We write about so many things here at Law Enforcement Today. We cover the news. We touch on the political landscape and how it impacts policing. We share the stories of the the men and women who make up the thin blue line. We even sprinkle in a product review every now and then.
So, as writers, we feel like we have seen it all. Then one day, I received a text from Kyle Reyes, our national spokesman, with a request. The text went something like this:
“I am having a book sent to your house. Could you read it and write a review?”
I am no book critic, but I can read and form an opinion, so I took the assignment. The book arrived in the mail a week later. I opened it to find a children’s book. I am 47.
Now, for complete transparency, I knew it was a children’s book. I had spoken with one of the authors and knew what to expect.
Again, I was not the target demographic. But I DO have an 8-year-old son.
Before we get to the book, I need to share two things.
One, I am a disabled Army veteran. Two, my 8-year-old son is adopted.
These pieces of information will mean something later.
The book is entitled Lucky: Little Guy, Big Mission. It was written by Eileen Doyon and Christy Gardner, illustrated by Susan Spellman and is inspired by real people, real dogs and real stories. From the moment you open this book, you know you are in for something special.
The book is dedicated to Christy and the dedications reads:
“I first met Christy in 2014 when she wrote a story about Moxie (whom we will meet in the story), her service dog, in my book, Pet Tales.
She inspired me from the moment I met her. First, thank you for your service to our great country. Christy is an Army Veteran.
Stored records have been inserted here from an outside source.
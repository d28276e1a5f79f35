//! # TextPrompt Component
//!
//! Single-line input used for directory and destination prompts.
//!
//! ## Responsibilities
//!
//! - Start pre-filled with the default value (literally, not as a
//!   placeholder) with the cursor at the end
//! - Handle editing (characters, paste, backspace, delete, cursor movement)
//! - Confirm on Enter, yielding the trimmed value or the default when empty
//!
//! There is no cancel outcome: Ctrl+C is reported as `Interrupted` so the
//! caller can treat it as a failed prompt.

use ratatui::Frame;
use ratatui::layout::{Constraint, Layout, Rect};
use ratatui::style::{Color, Modifier, Style};
use ratatui::text::Line;
use ratatui::widgets::{Block, BorderType, Paragraph};
use unicode_width::{UnicodeWidthChar, UnicodeWidthStr};

use crate::tui::component::{Component, EventHandler};
use crate::tui::event::TuiEvent;

/// High-level events emitted by the TextPrompt
#[derive(Debug, Clone, PartialEq, Eq)]
pub enum PromptEvent {
    /// Enter pressed; carries the final value.
    Submit(String),
    /// Ctrl+C pressed.
    Interrupted,
    ContentChanged,
}

/// # Props
///
/// - `label`: Question shown above the field
/// - `default`: Returned when the trimmed buffer is empty
///
/// # State
///
/// - `buffer`: Current text
/// - `cursor`: Byte offset into `buffer`
pub struct TextPrompt {
    pub label: String,
    pub default: String,
    pub buffer: String,
    cursor: usize,
}

impl TextPrompt {
    pub fn new(label: impl Into<String>, default: impl Into<String>) -> Self {
        let default = default.into();
        Self {
            label: label.into(),
            buffer: default.clone(),
            cursor: default.len(),
            default,
        }
    }

    pub fn cursor(&self) -> usize {
        self.cursor
    }

    /// Trimmed input, or the default if nothing is left after trimming.
    pub fn value(&self) -> String {
        let trimmed = self.buffer.trim();
        if trimmed.is_empty() {
            self.default.clone()
        } else {
            trimmed.to_string()
        }
    }

    fn insert_str(&mut self, text: &str) {
        self.buffer.insert_str(self.cursor, text);
        self.cursor += text.len();
    }

    /// First char index to display so the cursor stays inside `width` columns.
    fn scroll_start(&self, width: usize) -> usize {
        let before = &self.buffer[..self.cursor];
        if width == 0 || before.width() < width {
            return 0;
        }
        // Walk back from the cursor until the slice no longer fits.
        let mut used = 1; // room for the cursor cell
        let mut start = self.cursor;
        for (idx, c) in before.char_indices().rev() {
            let w = c.width().unwrap_or(0);
            if used + w > width {
                break;
            }
            used += w;
            start = idx;
        }
        start
    }
}

impl Component for TextPrompt {
    fn render(&mut self, frame: &mut Frame, area: Rect) {
        use Constraint::{Length, Min};
        let [label_area, _, field_area, _, hint_area, _] =
            Layout::vertical([Length(1), Length(1), Length(3), Length(1), Length(1), Min(0)])
                .areas(area);

        frame.render_widget(
            Paragraph::new(Line::from(self.label.as_str()))
                .style(Style::default().add_modifier(Modifier::BOLD)),
            label_area,
        );

        let inner_width = field_area.width.saturating_sub(2) as usize;
        let start = self.scroll_start(inner_width);
        let visible = &self.buffer[start..];

        let field = Paragraph::new(visible)
            .block(Block::bordered().border_type(BorderType::Rounded))
            .style(Style::default().fg(Color::Green));
        frame.render_widget(field, field_area);

        frame.render_widget(
            Paragraph::new("(Enter to confirm)").style(Style::default().fg(Color::DarkGray)),
            hint_area,
        );

        let cursor_col = self.buffer[start..self.cursor].width() as u16;
        frame.set_cursor_position((
            field_area.x + 1 + cursor_col.min(field_area.width.saturating_sub(2)),
            field_area.y + 1,
        ));
    }
}

impl EventHandler for TextPrompt {
    type Event = PromptEvent;

    fn handle_event(&mut self, event: &TuiEvent) -> Option<Self::Event> {
        match event {
            TuiEvent::Submit => Some(PromptEvent::Submit(self.value())),
            TuiEvent::Interrupt => Some(PromptEvent::Interrupted),
            TuiEvent::InputChar(c) => {
                let mut tmp = [0u8; 4];
                self.insert_str(c.encode_utf8(&mut tmp));
                Some(PromptEvent::ContentChanged)
            }
            TuiEvent::Paste(text) => {
                let single_line: String = text.chars().filter(|c| !c.is_control()).collect();
                if single_line.is_empty() {
                    return None;
                }
                self.insert_str(&single_line);
                Some(PromptEvent::ContentChanged)
            }
            TuiEvent::Backspace => {
                if self.cursor == 0 {
                    return None;
                }
                let prev = prev_char_boundary(&self.buffer, self.cursor);
                self.buffer.drain(prev..self.cursor);
                self.cursor = prev;
                Some(PromptEvent::ContentChanged)
            }
            TuiEvent::Delete => {
                if self.cursor >= self.buffer.len() {
                    return None;
                }
                let next = next_char_boundary(&self.buffer, self.cursor);
                self.buffer.drain(self.cursor..next);
                Some(PromptEvent::ContentChanged)
            }
            TuiEvent::CursorLeft => (self.cursor > 0).then(|| {
                self.cursor = prev_char_boundary(&self.buffer, self.cursor);
                PromptEvent::ContentChanged
            }),
            TuiEvent::CursorRight => (self.cursor < self.buffer.len()).then(|| {
                self.cursor = next_char_boundary(&self.buffer, self.cursor);
                PromptEvent::ContentChanged
            }),
            TuiEvent::CursorHome => (self.cursor != 0).then(|| {
                self.cursor = 0;
                PromptEvent::ContentChanged
            }),
            TuiEvent::CursorEnd => (self.cursor != self.buffer.len()).then(|| {
                self.cursor = self.buffer.len();
                PromptEvent::ContentChanged
            }),
            _ => None,
        }
    }
}

fn prev_char_boundary(s: &str, pos: usize) -> usize {
    s[..pos].char_indices().next_back().map_or(0, |(i, _)| i)
}

fn next_char_boundary(s: &str, pos: usize) -> usize {
    s[pos..].chars().next().map_or(pos, |c| pos + c.len_utf8())
}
After being injured in the line of duty and overcoming extraordinary physical, mental and emotional issues, Christy tackles life each and every day with 150% effort and never gives up! She is such an inspiration to us all as she lives life, plays Sled Hockey and competes in other sports all around the globe.
With Moxie at her side, she now is training other puppies, like Lucky, to become service/therapy dogs to help other Veterans.
Christy, you are an amazing Veteran, lady and athlete. I am honored to know you as a person and proud to be your friend. This book is for YOU!”
Now, I know what you are probably thinking: Mitch, you just told us what the book is about without sharing the book. Yep, and if you read it, you will still be blown away by what is in its pages.
We read this book to my son, a few pages each night, before he went to bed. He was so captivated that he was actually excited for bedtime so he could hear more about Christy, Moxie and of course, the titular hero, Lucky.
And I will not lie, my wife and I were equally captivated.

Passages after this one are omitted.